Thursday, July 14, 2011
"I think I'm bi-polar."
"Good to see you too, Joy!" she said, laughing.
That office has become quite the comfort place for me. I've sat in that chair numerous times over numerous years.
But this was the first time that I uttered words of anything close to a diagnosis.
I have my reasons.
I mean, a week ago, I was ready to leave my husband (or push him out of our home) and give up on our marriage completely. I was ready to start over a new life on my own and just throw away everything that we had. I was filled with negativity and was wallowing in it. I had a secret blog that I filled with post after post of hatred and negative thoughts. And then I would read and reread them to remind myself of why I was so mad. I lived in anger--a very red world.
A week ago.
And then, I wake up one morning (it was last Friday) with a renewed sense of "I can do this." The anger, the hurt, the fear...it was all cleansed and I felt that I had a new start. A new outlook. I wasn't mad. I wasn't angry. I wasn't pissed off. I just was. I got up, and felt refreshed.
So, you can see where my self-diagnosis comes in to play. You don't just wake up and feel all better. Especially not when things are *that bad*. You just don't. Do you?
Can you just come out of it that easy? Can you get a second (or third or fourth) chance at making it work?
I guess you can. Or so she says.
Dr. Laura asked me to tell her why I thought I was bi-polar and said that she would tell me why she thought I wasn't.
She had the better argument. Imagine that.
So I'm not bi-polar. Turns out, I'm human.
I guess I was "acting out" because of my frustration and anger. I think I felt some resentment for things that aren't really his fault. Reading the book opened my eyes more than anything I've ever read. Reading the book gave me a whole new prospective on this whole marriage thing....
And this renewed self and renewed outlook is all cotton candy and clouds right now but eventually, life will return to it's "normal" state and we will face more mountains to climb. And that's where our marriage counselor is ready to begin. (You can only imagine her surprise when we walked in Wednesday night, all smiles.)
We're on stage one of repair: learning to communicate.
And Dr. Laura is helping me learn to handle my emotions in a more non-angry way.

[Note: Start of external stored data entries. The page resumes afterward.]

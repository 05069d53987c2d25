//! View definitions: fieldset grouping for detail pages and selectable list
//! columns.

use std::collections::{HashMap, HashSet};

use cloudview_config::ValidationMode;
use cloudview_fields::ResourceSchema;
use serde::{Deserialize, Serialize};
use thiserror::Error;
use tracing::warn;

use crate::error::{Result, ViewsError};

/// One titled group of fields on a detail page.
#[derive(Debug, Clone, PartialEq, Eq, Serialize, Deserialize)]
pub struct FieldsetDef {
    /// Container key in the render tree; must not equal a field name.
    pub name: String,
    pub title: String,
    #[serde(default = "default_open")]
    pub open: bool,
    pub fields: Vec<String>,
}

fn default_open() -> bool {
    true
}

impl FieldsetDef {
    pub fn new<S: AsRef<str>>(name: impl Into<String>, title: impl Into<String>, fields: &[S]) -> Self {
        Self {
            name: name.into(),
            title: title.into(),
            open: true,
            fields: fields.iter().map(|f| f.as_ref().to_string()).collect(),
        }
    }

    /// Render the container collapsed.
    pub fn collapsed(mut self) -> Self {
        self.open = false;
        self
    }
}

/// How one resource type is presented.
#[derive(Debug, Clone, PartialEq, Eq, Serialize, Deserialize)]
pub struct ViewDef {
    pub entity_type: String,
    /// Detail page containers, in display order.
    #[serde(default)]
    pub fieldsets: Vec<FieldsetDef>,
    /// List columns filtered by a select of stored values.
    #[serde(default, skip_serializing_if = "Vec::is_empty")]
    pub selectable: Vec<String>,
}

/// One way a view definition disagrees with its schema.
#[derive(Debug, Clone, PartialEq, Eq, Error)]
pub enum PolicyProblem {
    #[error("fieldset '{fieldset}' lists unknown field '{field}'")]
    DanglingField { fieldset: String, field: String },

    #[error("field '{field}' is listed by both '{first}' and '{second}'")]
    DuplicateField {
        field: String,
        first: String,
        second: String,
    },

    #[error("fieldset '{fieldset}' has the same name as a field")]
    NameCollision { fieldset: String },

    #[error("fieldset '{fieldset}' is declared more than once")]
    DuplicateFieldset { fieldset: String },

    #[error("selectable column '{field}' is not a field")]
    UnknownSelectable { field: String },

    #[error("selectable column '{field}' is composite and cannot be filtered")]
    UnfilterableSelectable { field: String },

    #[error("view is for '{actual}', schema is '{expected}'")]
    EntityTypeMismatch { expected: String, actual: String },
}

impl ViewDef {
    pub fn new(entity_type: impl Into<String>) -> Self {
        Self {
            entity_type: entity_type.into(),
            fieldsets: Vec::new(),
            selectable: Vec::new(),
        }
    }

    pub fn fieldset(mut self, fieldset: FieldsetDef) -> Self {
        self.fieldsets.push(fieldset);
        self
    }

    pub fn selectable<S: AsRef<str>>(mut self, names: &[S]) -> Self {
        self.selectable = names.iter().map(|n| n.as_ref().to_string()).collect();
        self
    }

    /// The detail page grouping, in display order.
    pub fn fieldset_definitions(&self) -> &[FieldsetDef] {
        &self.fieldsets
    }

    /// Every field some fieldset lists, first occurrence order.
    pub fn claimed_fields(&self) -> Vec<&str> {
        let mut seen = HashSet::new();
        self.fieldsets
            .iter()
            .flat_map(|fs| fs.fields.iter())
            .filter(|f| seen.insert(f.as_str()))
            .map(String::as_str)
            .collect()
    }

    /// Collect every disagreement with `schema`.
    pub fn problems(&self, schema: &ResourceSchema) -> Vec<PolicyProblem> {
        let mut problems = Vec::new();
        if self.entity_type != schema.name {
            problems.push(PolicyProblem::EntityTypeMismatch {
                expected: schema.name.clone(),
                actual: self.entity_type.clone(),
            });
        }

        let mut fieldset_names = HashSet::new();
        let mut owner: HashMap<&str, &str> = HashMap::new();
        for fs in &self.fieldsets {
            if !fieldset_names.insert(fs.name.as_str()) {
                problems.push(PolicyProblem::DuplicateFieldset {
                    fieldset: fs.name.clone(),
                });
            }
            if schema.contains(&fs.name) {
                problems.push(PolicyProblem::NameCollision {
                    fieldset: fs.name.clone(),
                });
            }
            for field in &fs.fields {
                if !schema.contains(field) {
                    problems.push(PolicyProblem::DanglingField {
                        fieldset: fs.name.clone(),
                        field: field.clone(),
                    });
                    continue;
                }
                if let Some(first) = owner.insert(field.as_str(), fs.name.as_str()) {
                    problems.push(PolicyProblem::DuplicateField {
                        field: field.clone(),
                        first: first.to_string(),
                        second: fs.name.clone(),
                    });
                }
            }
        }

        for name in &self.selectable {
            match schema.get_field(name) {
                None => problems.push(PolicyProblem::UnknownSelectable { field: name.clone() }),
                Some(def) if !def.is_filterable() => {
                    problems.push(PolicyProblem::UnfilterableSelectable { field: name.clone() })
                }
                Some(_) => {}
            }
        }
        problems
    }

    /// Check against `schema`.
    ///
    /// Strict mode fails on any problem. Lenient mode logs each one and
    /// succeeds; rendering then drops the bad references.
    pub fn check(&self, schema: &ResourceSchema, mode: ValidationMode) -> Result<()> {
        let problems = self.problems(schema);
        if problems.is_empty() {
            return Ok(());
        }
        if mode.is_strict() {
            return Err(ViewsError::InvalidView {
                entity_type: self.entity_type.clone(),
                problems,
            });
        }
        for problem in &problems {
            warn!(entity_type = %self.entity_type, %problem, "ignoring view problem");
        }
        Ok(())
    }
}

#[cfg(test)]
mod tests {
    use super::*;
    use cloudview_fields::FieldDef;

    fn volume_schema() -> ResourceSchema {
        ResourceSchema::new("aws_cloud_volume", "Volume", "name").fields([
            FieldDef::string("cloud_context", "Cloud service provider ID"),
            FieldDef::string("name", "Name"),
            FieldDef::string("volume_id", "Volume ID"),
            FieldDef::string("state", "State"),
            FieldDef::composite("tags", "Tags", &["item_key", "item_value"]),
        ])
    }

    fn volume_view() -> ViewDef {
        ViewDef::new("aws_cloud_volume")
            .fieldset(FieldsetDef::new("volume", "Volume", &["name", "volume_id", "state"]))
            .fieldset(FieldsetDef::new("others", "Others", &["cloud_context"]).collapsed())
            .selectable(&["state"])
    }

    #[test]
    fn clean_view_has_no_problems() {
        assert!(volume_view().problems(&volume_schema()).is_empty());
        volume_view()
            .check(&volume_schema(), ValidationMode::Strict)
            .unwrap();
    }

    #[test]
    fn claimed_fields_in_order() {
        assert_eq!(
            volume_view().claimed_fields(),
            vec!["name", "volume_id", "state", "cloud_context"]
        );
    }

    #[test]
    fn dangling_field_detected() {
        let view = volume_view().fieldset(FieldsetDef::new("extra", "Extra", &["iops"]));
        assert_eq!(
            view.problems(&volume_schema()),
            vec![PolicyProblem::DanglingField {
                fieldset: "extra".into(),
                field: "iops".into()
            }]
        );
    }

    #[test]
    fn duplicate_membership_detected() {
        let view = volume_view().fieldset(FieldsetDef::new("again", "Again", &["state"]));
        assert!(matches!(
            view.problems(&volume_schema()).as_slice(),
            [PolicyProblem::DuplicateField { field, first, second }]
                if field == "state" && first == "volume" && second == "again"
        ));
    }

    #[test]
    fn fieldset_named_like_field_detected() {
        let view = ViewDef::new("aws_cloud_volume")
            .fieldset(FieldsetDef::new("tags", "Tags", &["tags"]));
        assert_eq!(
            view.problems(&volume_schema()),
            vec![PolicyProblem::NameCollision {
                fieldset: "tags".into()
            }]
        );
    }

    #[test]
    fn bad_selectable_detected() {
        let view = volume_view().selectable(&["state", "tags", "kms_key"]);
        let problems = view.problems(&volume_schema());
        assert_eq!(problems.len(), 2);
        assert!(problems.contains(&PolicyProblem::UnfilterableSelectable { field: "tags".into() }));
        assert!(problems.contains(&PolicyProblem::UnknownSelectable { field: "kms_key".into() }));
    }

    #[test]
    fn strict_rejects_lenient_accepts() {
        let view = volume_view().fieldset(FieldsetDef::new("extra", "Extra", &["iops"]));
        let err = view
            .check(&volume_schema(), ValidationMode::Strict)
            .unwrap_err();
        assert!(matches!(err, ViewsError::InvalidView { ref problems, .. } if problems.len() == 1));
        view.check(&volume_schema(), ValidationMode::Lenient).unwrap();
    }

    #[test]
    fn yaml_defaults_open_and_selectable() {
        let yaml = "entity_type: aws_cloud_volume\nfieldsets:\n  - name: volume\n    title: Volume\n    fields: [name]\n";
        let view: ViewDef = serde_yaml_ng::from_str(yaml).unwrap();
        assert!(view.fieldsets[0].open);
        assert!(view.selectable.is_empty());
    }
}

It's a long road ahead. But being in a more optimistic frame of mind, makes it a much more pleasurable ride.
I'm taking myself back to a place where I feel a calm. A place where I don't feel frustrated or threatened. A place where I feel accepted as I am. A place where our marriage is protected and honored. A place where my family feels safe.
And I thank God that I have a guy that loves me enough to stand by my side through all of these rough times. Cause really, he had every right to bail. But he loves me. Unconditionally and with his whole heart. He loves me. With every ounce of his being. How lucky am I?!